◆ **Directions for this task**: Please find how many lines of the data contain the string "process", and respond with that number only.

◆ **Data shown**:

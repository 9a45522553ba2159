//! Managed-runtime terms
//!
//! `Term` is the value type that crosses between native code and the managed
//! runtime. All variants own their data, so cloning a term is a deep copy;
//! the only shared pieces are resource tokens and process identifiers, which
//! are references by nature.

use crate::mailbox::Pid;
use crate::resource::ResourceTerm;
use std::borrow::Cow;
use std::fmt;

/// Interned-style symbolic constant
#[derive(Debug, Clone, PartialEq, Eq, Hash)]
pub struct Atom(Cow<'static, str>);

impl Atom {
    /// Atom backed by a static string
    pub const fn from_static(name: &'static str) -> Self {
        Atom(Cow::Borrowed(name))
    }

    /// Atom from an owned name
    pub fn new(name: impl Into<String>) -> Self {
        Atom(Cow::Owned(name.into()))
    }

    pub fn as_str(&self) -> &str {
        &self.0
    }
}

impl fmt::Display for Atom {
    fn fmt(&self, f: &mut fmt::Formatter<'_>) -> fmt::Result {
        f.write_str(&self.0)
    }
}

/// Well-known atoms
pub mod atoms {
    use super::Atom;

    pub const OK: Atom = Atom::from_static("ok");
    pub const ERROR: Atom = Atom::from_static("error");
    pub const NIL: Atom = Atom::from_static("nil");
    pub const ENOMEM: Atom = Atom::from_static("enomem");
    pub const BADARG: Atom = Atom::from_static("badarg");
    pub const TRUE: Atom = Atom::from_static("true");
    pub const FALSE: Atom = Atom::from_static("false");
}

/// Reference to a function the managed runtime knows how to evaluate
#[derive(Debug, Clone, PartialEq, Eq, Hash)]
pub struct FunRef {
    pub name: String,
    pub arity: usize,
}

impl FunRef {
    pub fn new(name: impl Into<String>, arity: usize) -> Self {
        Self {
            name: name.into(),
            arity,
        }
    }
}

/// Managed-runtime value
#[derive(Debug, Clone, PartialEq)]
pub enum Term {
    /// Signed integer
    Integer(i64),
    /// IEEE 754 double
    Float(f64),
    /// Symbolic constant
    Atom(Atom),
    /// Raw byte buffer
    Binary(Vec<u8>),
    /// UTF-8 string
    String(String),
    /// Proper list
    List(Vec<Term>),
    /// Fixed-size tuple
    Tuple(Vec<Term>),
    /// Mailbox identity
    Pid(Pid),
    /// Function reference
    Fun(FunRef),
    /// Opaque token for a native resource
    Resource(ResourceTerm),
}

impl Term {
    pub fn atom(name: &str) -> Self {
        Term::Atom(Atom::new(name))
    }

    pub fn string(s: impl Into<String>) -> Self {
        Term::String(s.into())
    }

    pub fn tuple(items: Vec<Term>) -> Self {
        Term::Tuple(items)
    }

    pub fn list(items: Vec<Term>) -> Self {
        Term::List(items)
    }

    pub fn fun(name: impl Into<String>, arity: usize) -> Self {
        Term::Fun(FunRef::new(name, arity))
    }

    /// `{ok, Value}`
    pub fn ok(value: Term) -> Self {
        Term::Tuple(vec![Term::Atom(atoms::OK), value])
    }

    /// `{error, Reason}`
    pub fn error(reason: Term) -> Self {
        Term::Tuple(vec![Term::Atom(atoms::ERROR), reason])
    }

    pub fn nil() -> Self {
        Term::Atom(atoms::NIL)
    }

    pub fn badarg() -> Self {
        Term::Atom(atoms::BADARG)
    }

    /// Check whether this term is exactly the given atom
    pub fn is_atom(&self, atom: &Atom) -> bool {
        matches!(self, Term::Atom(a) if a == atom)
    }

    pub fn as_integer(&self) -> Option<i64> {
        match self {
            Term::Integer(n) => Some(*n),
            _ => None,
        }
    }

    /// Numeric view; integers widen to floats
    pub fn as_float(&self) -> Option<f64> {
        match self {
            Term::Integer(n) => Some(*n as f64),
            Term::Float(x) => Some(*x),
            _ => None,
        }
    }

    pub fn as_list(&self) -> Option<&[Term]> {
        match self {
            Term::List(items) => Some(items),
            _ => None,
        }
    }

    pub fn as_tuple(&self) -> Option<&[Term]> {
        match self {
            Term::Tuple(items) => Some(items),
            _ => None,
        }
    }

    /// Heap words this term occupies in an environment.
    ///
    /// One word per node, plus the payload of binaries and strings rounded
    /// up to whole 8-byte words.
    pub fn heap_size(&self) -> usize {
        match self {
            Term::List(items) | Term::Tuple(items) => {
                1 + items.iter().map(Term::heap_size).sum::<usize>()
            }
            Term::Binary(bytes) => 1 + payload_words(bytes.len()),
            Term::String(s) => 1 + payload_words(s.len()),
            _ => 1,
        }
    }

    /// Get the type name of this term
    pub fn type_name(&self) -> &'static str {
        match self {
            Term::Integer(_) => "integer",
            Term::Float(_) => "float",
            Term::Atom(_) => "atom",
            Term::Binary(_) => "binary",
            Term::String(_) => "string",
            Term::List(_) => "list",
            Term::Tuple(_) => "tuple",
            Term::Pid(_) => "pid",
            Term::Fun(_) => "fun",
            Term::Resource(_) => "resource",
        }
    }
}

impl From<i64> for Term {
    fn from(n: i64) -> Self {
        Term::Integer(n)
    }
}

impl From<f64> for Term {
    fn from(x: f64) -> Self {
        Term::Float(x)
    }
}

impl From<bool> for Term {
    fn from(b: bool) -> Self {
        Term::Atom(if b { atoms::TRUE } else { atoms::FALSE })
    }
}

impl From<&str> for Term {
    fn from(s: &str) -> Self {
        Term::String(s.to_string())
    }
}

impl From<Vec<Term>> for Term {
    fn from(items: Vec<Term>) -> Self {
        Term::List(items)
    }
}

fn write_seq(f: &mut fmt::Formatter<'_>, items: &[Term]) -> fmt::Result {
    for (i, item) in items.iter().enumerate() {
        if i > 0 {
            f.write_str(",")?;
        }
        write!(f, "{}", item)?;
    }
    Ok(())
}

impl fmt::Display for Term {
    fn fmt(&self, f: &mut fmt::Formatter<'_>) -> fmt::Result {
        match self {
            Term::Integer(n) => write!(f, "{}", n),
            Term::Float(x) => write!(f, "{:?}", x),
            Term::Atom(a) => write!(f, "{}", a),
            Term::Binary(bytes) => {
                f.write_str("<<")?;
                for (i, b) in bytes.iter().enumerate() {
                    if i > 0 {
                        f.write_str(",")?;
                    }
                    write!(f, "{}", b)?;
                }
                f.write_str(">>")
            }
            Term::String(s) => write!(f, "{:?}", s),
            Term::List(items) => {
                f.write_str("[")?;
                write_seq(f, items)?;
                f.write_str("]")
            }
            Term::Tuple(items) => {
                f.write_str("{")?;
                write_seq(f, items)?;
                f.write_str("}")
            }
            Term::Pid(pid) => write!(f, "{}", pid),
            Term::Fun(fun) => write!(f, "&{}/{}", fun.name, fun.arity),
            Term::Resource(res) => write!(f, "{}", res),
        }
    }
}

fn payload_words(bytes: usize) -> usize {
    (bytes + 7) / 8
}

#[cfg(test)]
mod tests {
    use super::*;

    #[test]
    fn test_heap_size_counts_containers() {
        let term = Term::tuple(vec![
            Term::atom("add"),
            Term::list(vec![Term::Integer(1), Term::Integer(2)]),
        ]);
        assert_eq!(term.heap_size(), 5);
    }

    #[test]
    fn test_heap_size_counts_payload_bytes() {
        assert_eq!(Term::Binary(vec![]).heap_size(), 1);
        assert_eq!(Term::Binary(vec![0; 8]).heap_size(), 2);
        assert_eq!(Term::Binary(vec![0; 9]).heap_size(), 3);
        assert_eq!(Term::string("hello").heap_size(), 2);
        assert_eq!(Term::Binary(vec![0; 1024]).heap_size(), 129);
    }

    #[test]
    fn test_display_erlang_shapes() {
        let term = Term::ok(Term::list(vec![Term::Integer(1), Term::Binary(vec![7, 8])]));
        assert_eq!(term.to_string(), "{ok,[1,<<7,8>>]}");
        assert_eq!(Term::fun("add", 2).to_string(), "&add/2");
    }

    #[test]
    fn test_clone_is_deep() {
        let original = Term::list(vec![Term::Binary(vec![1, 2, 3])]);
        let mut copy = original.clone();
        if let Term::List(items) = &mut copy {
            items.push(Term::nil());
        }
        assert_eq!(original.heap_size(), 3);
        assert_eq!(copy.heap_size(), 4);
    }

    #[test]
    fn test_atom_equality_ignores_storage() {
        assert_eq!(Term::atom("ok"), Term::Atom(atoms::OK));
        assert!(Term::atom("badarg").is_atom(&atoms::BADARG));
    }

    #[test]
    fn test_integer_widens_to_float() {
        assert_eq!(Term::Integer(3).as_float(), Some(3.0));
        assert_eq!(Term::string("x").as_float(), None);
    }
}
//! Isolated environments
//!
//! An `Env` is a copy arena. Terms enter it only by deep copy and leave it
//! only by copy or move, so two environments never alias the same term
//! graph and each can be freed independently of the other.
//!
//! Allocation is budgeted in heap words (see [`Term::heap_size`]): a copy
//! that would exceed the environment's capacity, or whose backing storage
//! cannot be reserved, fails with `OutOfMemory` instead of aborting the
//! process.

use crate::error::{BridgeError, BridgeResult};
use crate::term::Term;
use nifbridge_config::bridge::DEFAULT_ENV_CAPACITY;
use std::fmt;
use std::sync::atomic::{AtomicU64, Ordering};

/// Global environment ID counter
static ENV_ID_COUNTER: AtomicU64 = AtomicU64::new(1);

/// Handle to a term stored in a specific environment
#[derive(Debug, Clone, Copy, PartialEq, Eq, Hash)]
pub struct TermRef {
    env: u64,
    generation: u32,
    index: usize,
}

impl TermRef {
    /// ID of the environment that owns the term
    pub fn env_id(&self) -> u64 {
        self.env
    }
}

/// Copy arena with an independent lifetime
pub struct Env {
    id: u64,
    generation: u32,
    capacity: usize,
    used: usize,
    slots: Vec<Option<Term>>,
}

impl Env {
    /// Create an environment with the default word budget
    pub fn new() -> Self {
        Self {
            id: ENV_ID_COUNTER.fetch_add(1, Ordering::Relaxed),
            generation: 0,
            capacity: DEFAULT_ENV_CAPACITY,
            used: 0,
            slots: Vec::new(),
        }
    }

    /// Create an environment, reserving `reserve` term slots up front
    pub fn try_new(capacity: usize, reserve: usize) -> BridgeResult<Self> {
        let mut slots = Vec::new();
        slots
            .try_reserve(reserve)
            .map_err(|_| BridgeError::OutOfMemory {
                what: "environment",
            })?;

        Ok(Self {
            id: ENV_ID_COUNTER.fetch_add(1, Ordering::Relaxed),
            generation: 0,
            capacity,
            used: 0,
            slots,
        })
    }

    pub fn id(&self) -> u64 {
        self.id
    }

    /// Node budget
    pub fn capacity(&self) -> usize {
        self.capacity
    }

    /// Nodes currently held
    pub fn used(&self) -> usize {
        self.used
    }

    /// Number of live terms
    pub fn len(&self) -> usize {
        self.slots.iter().filter(|s| s.is_some()).count()
    }

    pub fn is_empty(&self) -> bool {
        self.used == 0
    }

    /// Deep-copy a term into this environment
    pub fn copy(&mut self, term: &Term) -> BridgeResult<TermRef> {
        let words = term.heap_size();
        if self.used.saturating_add(words) > self.capacity {
            return Err(BridgeError::OutOfMemory {
                what: "environment",
            });
        }
        self.slots
            .try_reserve(1)
            .map_err(|_| BridgeError::OutOfMemory {
                what: "environment",
            })?;

        self.slots.push(Some(term.clone()));
        self.used += words;

        Ok(TermRef {
            env: self.id,
            generation: self.generation,
            index: self.slots.len() - 1,
        })
    }

    /// Borrow a term owned by this environment
    pub fn get(&self, term: TermRef) -> BridgeResult<&Term> {
        if term.env != self.id || term.generation != self.generation {
            return Err(BridgeError::StaleTerm { env: term.env });
        }
        self.slots
            .get(term.index)
            .and_then(Option::as_ref)
            .ok_or(BridgeError::StaleTerm { env: term.env })
    }

    /// Move a term out of this environment, releasing its budget
    pub fn take(&mut self, term: TermRef) -> BridgeResult<Term> {
        if term.env != self.id || term.generation != self.generation {
            return Err(BridgeError::StaleTerm { env: term.env });
        }
        let taken = self
            .slots
            .get_mut(term.index)
            .and_then(Option::take)
            .ok_or(BridgeError::StaleTerm { env: term.env })?;

        self.used -= taken.heap_size();
        Ok(taken)
    }

    /// Free every term; outstanding `TermRef`s become stale
    pub fn clear(&mut self) {
        self.slots.clear();
        self.used = 0;
        self.generation = self.generation.wrapping_add(1);
    }
}

impl Default for Env {
    fn default() -> Self {
        Self::new()
    }
}

impl fmt::Debug for Env {
    fn fmt(&self, f: &mut fmt::Formatter<'_>) -> fmt::Result {
        f.debug_struct("Env")
            .field("id", &self.id)
            .field("used", &self.used)
            .field("capacity", &self.capacity)
            .finish()
    }
}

◆ **Reply**: 2